Callejo, Sr., J., see separate dissent.
SEPARATE OPINION>
VITUG, J.:
Veronico Tenebro has been charged with bigamy for contracting, while still being married to Hilda
Villareyes, a second marriage with private complainant Leticia Ancajas. Tenebro argues that since
his second marriage with Ancajas has ultimately been declared void ab initio on the ground of the
latters psychological incapacity, he should be acquitted for the crime of bigamy.
The offense of bigamy is committed when one contracts "a second or subsequent marriage before
the former marriage has been legally dissolved, or before the absent spouse has been declared
presumptively dead by means of a judgment rendered in the proper proceedings".1 Bigamy
presupposes a valid prior marriage and a subsequent marriage, contracted during the subsistence of
the prior union, which would have been binding were it not for its being bigamous.
Would the absolute nullity of either the first or the second marriage, prior to its judicial declaration as
being void, constitute a valid defense in a criminal action for bigamy?
I believe that, except for a void marriage on account of the psychological incapacity of a party or
both parties to the marriage under Article 36 of the Family Code (as so hereinafter explained), the
answer must be in the affirmative.
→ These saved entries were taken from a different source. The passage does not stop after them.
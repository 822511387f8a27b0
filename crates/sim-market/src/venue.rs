//! 거래소별 호가 분배.
//!
//! 합성 틱 하나를 여러 거래소 호가로 나누는 로직은 외부 협력자 몫입니다.
//! 엔진은 스텝마다 최신 틱을 한 번 넘기고 결과를 그대로 노출합니다.

use rust_decimal::Decimal;
use serde::{Deserialize, Serialize};
use sim_core::Tick;

/// 한 거래소의 호가.
#[derive(Debug, Clone, PartialEq, Eq, Serialize, Deserialize)]
pub struct VenueQuote {
    pub venue: String,
    pub bid: Decimal,
    pub ask: Decimal,
    pub bid_size: u64,
    pub ask_size: u64,
}

/// 합성 틱을 거래소별 호가로 분배하는 협력자.
pub trait QuoteSplitter: Send {
    fn split(&mut self, tick: &Tick) -> Vec<VenueQuote>;
}

impl<F> QuoteSplitter for F
where
    F: FnMut(&Tick) -> Vec<VenueQuote> + Send,
{
    fn split(&mut self, tick: &Tick) -> Vec<VenueQuote> {
        self(tick)
    }
}

/// 모든 거래소에 같은 가격을 내고 잔량을 균등 분배하는 기본 구현.
///
/// 나머지 잔량은 첫 거래소에 붙습니다.
#[derive(Debug, Clone)]
pub struct MirrorSplitter {
    venues: Vec<String>,
}

impl MirrorSplitter {
    pub fn new<I, S>(venues: I) -> Self
    where
        I: IntoIterator<Item = S>,
        S: Into<String>,
    {
        Self {
            venues: venues.into_iter().map(Into::into).collect(),
        }
    }
}

impl QuoteSplitter for MirrorSplitter {
    fn split(&mut self, tick: &Tick) -> Vec<VenueQuote> {
        let n = self.venues.len() as u64;
        if n == 0 {
            return Vec::new();
        }

        self.venues
            .iter()
            .enumerate()
            .map(|(i, venue)| {
                let first = i == 0;
                VenueQuote {
                    venue: venue.clone(),
                    bid: tick.bid,
                    ask: tick.ask,
                    bid_size: tick.bid_size / n + if first { tick.bid_size % n } else { 0 },
                    ask_size: tick.ask_size / n + if first { tick.ask_size % n } else { 0 },
                }
            })
            .collect()
    }
}
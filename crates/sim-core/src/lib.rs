//! # Sim Core
//!
//! 브레이크아웃 시뮬레이터의 핵심 도메인 모델 및 타입을 제공합니다.
//!
//! 이 크레이트는 시뮬레이션 파이프라인 전반에서 사용되는 기본 타입을 제공합니다:
//! - 레짐 태그 및 가격 방향(Sign)
//! - 틱 및 가격 스냅샷
//! - 시나리오 명세와 레짐 타임라인 세그먼트
//! - 피벗 태그
//! - 설정 관리
//! - 로깅 인프라

pub mod config;
pub mod domain;
pub mod error;
pub mod logging;

pub use config::*;
pub use domain::*;
pub use error::*;
pub use logging::*;
//! 스텝 스냅샷.

use chrono::{DateTime, Utc};
use rust_decimal::Decimal;
use serde::{Deserialize, Serialize};
use sim_core::{Pivot, PivotKind, PriceSnapshot, Regime, Sign};
use sim_market::VenueQuote;

/// 한 스텝이 끝난 뒤의 시장 상태.
#[derive(Debug, Clone, Serialize, Deserialize)]
pub struct MarketState {
    /// 스텝 시각
    pub timestamp: DateTime<Utc>,
    /// 시나리오 시작 후 경과 시간 (초)
    pub elapsed: f64,
    /// 최우선 매수호가
    pub bid: Decimal,
    /// 최우선 매도호가
    pub ask: Decimal,
    /// 잔량 가중 중간가
    pub mid: Decimal,
    /// 현재 레짐
    pub regime: Regime,
    /// 현재 방향
    pub sign: Sign,
    /// 현재 세그먼트 목표가
    pub target_price: Option<Decimal>,
    /// 이번 스텝 피벗 (중앙 항목 기준, `window` 스텝 지연)
    pub pivot: Option<PivotKind>,
    pub pivot_bid: Option<Decimal>,
    pub pivot_ask: Option<Decimal>,
    /// 브레이크아웃 세그먼트(가짜 포함) 안인지
    pub in_breakout: bool,
    /// 주 브레이크아웃 구간 안인지
    pub in_primary_breakout: bool,
    /// 주 브레이크아웃까지 남은 시간 (초)
    pub time_until_breakout: Option<f64>,
    /// 이번 스텝에 생성된 틱 수
    pub tick_count: usize,
    /// 거래소별 호가
    pub venue_quotes: Vec<VenueQuote>,
}

impl MarketState {
    /// 시작 호가로 초기 상태를 만듭니다.
    pub(crate) fn initial(timestamp: DateTime<Utc>, snapshot: PriceSnapshot) -> Self {
        Self {
            timestamp,
            elapsed: 0.0,
            bid: snapshot.bid,
            ask: snapshot.ask,
            mid: snapshot.mid,
            regime: Regime::RANGING,
            sign: Sign::Flat,
            target_price: None,
            pivot: None,
            pivot_bid: None,
            pivot_ask: None,
            in_breakout: false,
            in_primary_breakout: false,
            time_until_breakout: None,
            tick_count: 0,
            venue_quotes: Vec::new(),
        }
    }

    pub fn snapshot(&self) -> PriceSnapshot {
        PriceSnapshot {
            bid: self.bid,
            ask: self.ask,
            mid: self.mid,
        }
    }

    pub(crate) fn set_pivot(&mut self, pivot: Option<Pivot>) {
        self.pivot = pivot.map(|p| p.kind);
        self.pivot_bid = pivot.map(|p| p.bid);
        self.pivot_ask = pivot.map(|p| p.ask);
    }

    pub fn spread(&self) -> Decimal {
        self.ask - self.bid
    }
}
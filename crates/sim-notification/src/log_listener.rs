//! tracing 로그로 알림을 남기는 리스너.

use tracing::{debug, info};

use crate::types::{
    BreakoutListener, Notification, NotificationEvent, NotificationPriority, NotificationResult,
};

/// 알림을 로그 한 줄로 기록합니다.
///
/// 낮은 우선순위 알림(진행률)은 `debug`, 나머지는 `info` 레벨입니다.
#[derive(Debug, Clone, Default)]
pub struct LogListener {
    json: bool,
}

impl LogListener {
    pub fn new() -> Self {
        Self::default()
    }

    /// 사람이 읽는 문장 대신 JSON 페이로드로 기록합니다.
    pub fn json() -> Self {
        Self { json: true }
    }

    /// 알림을 한 줄 메시지로 포맷합니다.
    pub fn format_message(notification: &Notification) -> String {
        match &notification.event {
            NotificationEvent::BreakoutWarning {
                breakout_type,
                time_to_breakout,
                target_price,
            } => format!(
                "{breakout_type} breakout in {time_to_breakout:.1}s (target {target_price})"
            ),
            NotificationEvent::BreakoutStarted {
                start_price,
                target_price,
            } => format!("breakout started at {start_price} toward {target_price}"),
            NotificationEvent::BreakoutProgress {
                progress,
                current_price,
                target_price,
            } => format!(
                "breakout {:.0}% ({current_price} / {target_price})",
                progress * 100.0
            ),
            NotificationEvent::BreakoutCompleted {
                final_price,
                target_price,
            } => format!("breakout completed at {final_price} (target {target_price})"),
        }
    }
}

impl BreakoutListener for LogListener {
    fn on_notification(&self, notification: &Notification) -> NotificationResult<()> {
        let message = if self.json {
            serde_json::to_string(notification)?
        } else {
            Self::format_message(notification)
        };

        if notification.priority == NotificationPriority::Low {
            debug!(id = %notification.id, "{}", message);
        } else {
            info!(id = %notification.id, "{}", message);
        }
        Ok(())
    }

    fn name(&self) -> &str {
        "log"
    }
}
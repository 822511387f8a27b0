//! 브레이크아웃 시뮬레이터 CLI.
//!
//! # 사용 예시
//!
//! ```bash
//! # 상방 돌파 프리셋 실행 (표 출력)
//! breakout-sim run -p bullish
//!
//! # 시나리오 파일, 시드 고정, JSON 줄 출력
//! breakout-sim run -s scenarios/bearish.toml --seed 42 --format json
//!
//! # 거래소 분배 포함 실시간 실행
//! breakout-sim run -p fake-then-real --realtime --venue NYSE --venue NASDAQ
//!
//! # 스케줄된 타임라인만 보기
//! breakout-sim timeline -p fake-then-real --seed 7
//! ```

use anyhow::{anyhow, Result};
use clap::{Parser, Subcommand};
use rust_decimal::Decimal;
use sim_core::{init_logging, LogConfig, SimConfig};
use tracing::{error, info};

use sim_cli::commands::output::OutputFormat;
use sim_cli::commands::run::{print_summary, run_simulation, RunCliConfig};
use sim_cli::commands::scenario::ScenarioSource;
use sim_cli::commands::timeline::{build_timeline, print_timeline};

#[derive(Parser)]
#[command(name = "breakout-sim")]
#[command(about = "Synthetic bid/ask breakout simulator - 레짐 기반 합성 시세 시뮬레이터", long_about = None)]
#[command(version)]
struct Cli {
    /// 설정 파일
    #[arg(short, long, global = true, default_value = "config/default.toml")]
    config: String,

    #[command(subcommand)]
    command: Commands,
}

#[derive(Subcommand)]
enum Commands {
    /// 시나리오 실행
    Run {
        /// 프리셋 (ranging, bullish, bearish, fake-then-real)
        #[arg(short, long, default_value = "bullish")]
        preset: String,

        /// 시나리오 TOML 파일 (프리셋보다 우선)
        #[arg(short, long)]
        scenario: Option<String>,

        /// 프리셋 시작가
        #[arg(long, default_value = "100.00")]
        start_price: Decimal,

        /// 프리셋 길이 (초)
        #[arg(short, long, default_value = "120")]
        duration: f64,

        /// 난수 시드
        #[arg(long)]
        seed: Option<u64>,

        /// 실행할 스텝 수 (기본: 시나리오 길이 / 스텝 간격)
        #[arg(long)]
        steps: Option<usize>,

        /// 스텝 간격 (밀리초, 기본: 설정 파일)
        #[arg(long)]
        interval_ms: Option<u64>,

        /// 실제 시간 간격으로 실행
        #[arg(long, default_value = "false")]
        realtime: bool,

        /// 출력 형식 (table, json)
        #[arg(short, long, default_value = "table")]
        format: String,

        /// 호가를 분배할 거래소 (여러 번 지정 가능)
        #[arg(long = "venue")]
        venues: Vec<String>,
    },

    /// 스케줄된 레짐 타임라인 출력
    Timeline {
        /// 프리셋 (ranging, bullish, bearish, fake-then-real)
        #[arg(short, long, default_value = "bullish")]
        preset: String,

        /// 시나리오 TOML 파일 (프리셋보다 우선)
        #[arg(short, long)]
        scenario: Option<String>,

        /// 프리셋 시작가
        #[arg(long, default_value = "100.00")]
        start_price: Decimal,

        /// 프리셋 길이 (초)
        #[arg(short, long, default_value = "120")]
        duration: f64,

        /// 난수 시드
        #[arg(long)]
        seed: Option<u64>,

        /// 출력 형식 (table, json)
        #[arg(short, long, default_value = "table")]
        format: String,
    },
}

#[tokio::main]
async fn main() -> Result<()> {
    dotenvy::dotenv().ok();

    let cli = Cli::parse();
    let settings = SimConfig::load(&cli.config)?;
    init_logging(LogConfig::from_section(&settings.logging))
        .map_err(|e| anyhow!("failed to initialize logging: {e}"))?;

    match cli.command {
        Commands::Run {
            preset,
            scenario,
            start_price,
            duration,
            seed,
            steps,
            interval_ms,
            realtime,
            format,
            venues,
        } => {
            let format = format.parse::<OutputFormat>().map_err(|e| anyhow!(e))?;
            let source =
                ScenarioSource::from_args(&preset, scenario.as_deref(), start_price, duration)?;

            let config = RunCliConfig {
                source,
                seed,
                steps,
                interval_ms,
                realtime,
                format,
                venues,
            };

            match run_simulation(config, &settings).await {
                Ok(summary) => {
                    if format == OutputFormat::Table {
                        print_summary(&summary);
                    }
                }
                Err(e) => {
                    error!("Simulation failed: {:#}", e);
                    return Err(e);
                }
            }
        }

        Commands::Timeline {
            preset,
            scenario,
            start_price,
            duration,
            seed,
            format,
        } => {
            let format = format.parse::<OutputFormat>().map_err(|e| anyhow!(e))?;
            let source =
                ScenarioSource::from_args(&preset, scenario.as_deref(), start_price, duration)?;
            let scheduler = build_timeline(&source, seed)?;
            info!(segments = scheduler.timeline().len(), "Timeline scheduled");
            print_timeline(&scheduler, format)?;
        }
    }

    Ok(())
}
Void marriages are inexistent from the very beginning, and no
judicial decree is required to establish their nullity.2 As early as the case of People vs. Aragon3 this
Court has underscored the fact that the Revised Penal Code itself does not, unlike the rule then
prevailing in Spain, require the judicial declaration of nullity of a prior void marriage before it can be
raised by way of a defense in a criminal case for bigamy. Had the law contemplated otherwise, said
the Court, " an express provision to that effect would or should have been inserted in the law, (but
that in) its absence, (the courts) are bound by (the) rule of strict interpretation" of penal statutes. In
contrast to a voidable marriage which legally exists until judicially annulled (and, therefore, not a
defense in a bigamy charge if the second marriage were contracted prior to the decree of
annulment)4 the complete nullity, however, of a previously contracted marriage, being void ab initio
and legally inexistent, can outrightly be defense in an indictment of bigamy.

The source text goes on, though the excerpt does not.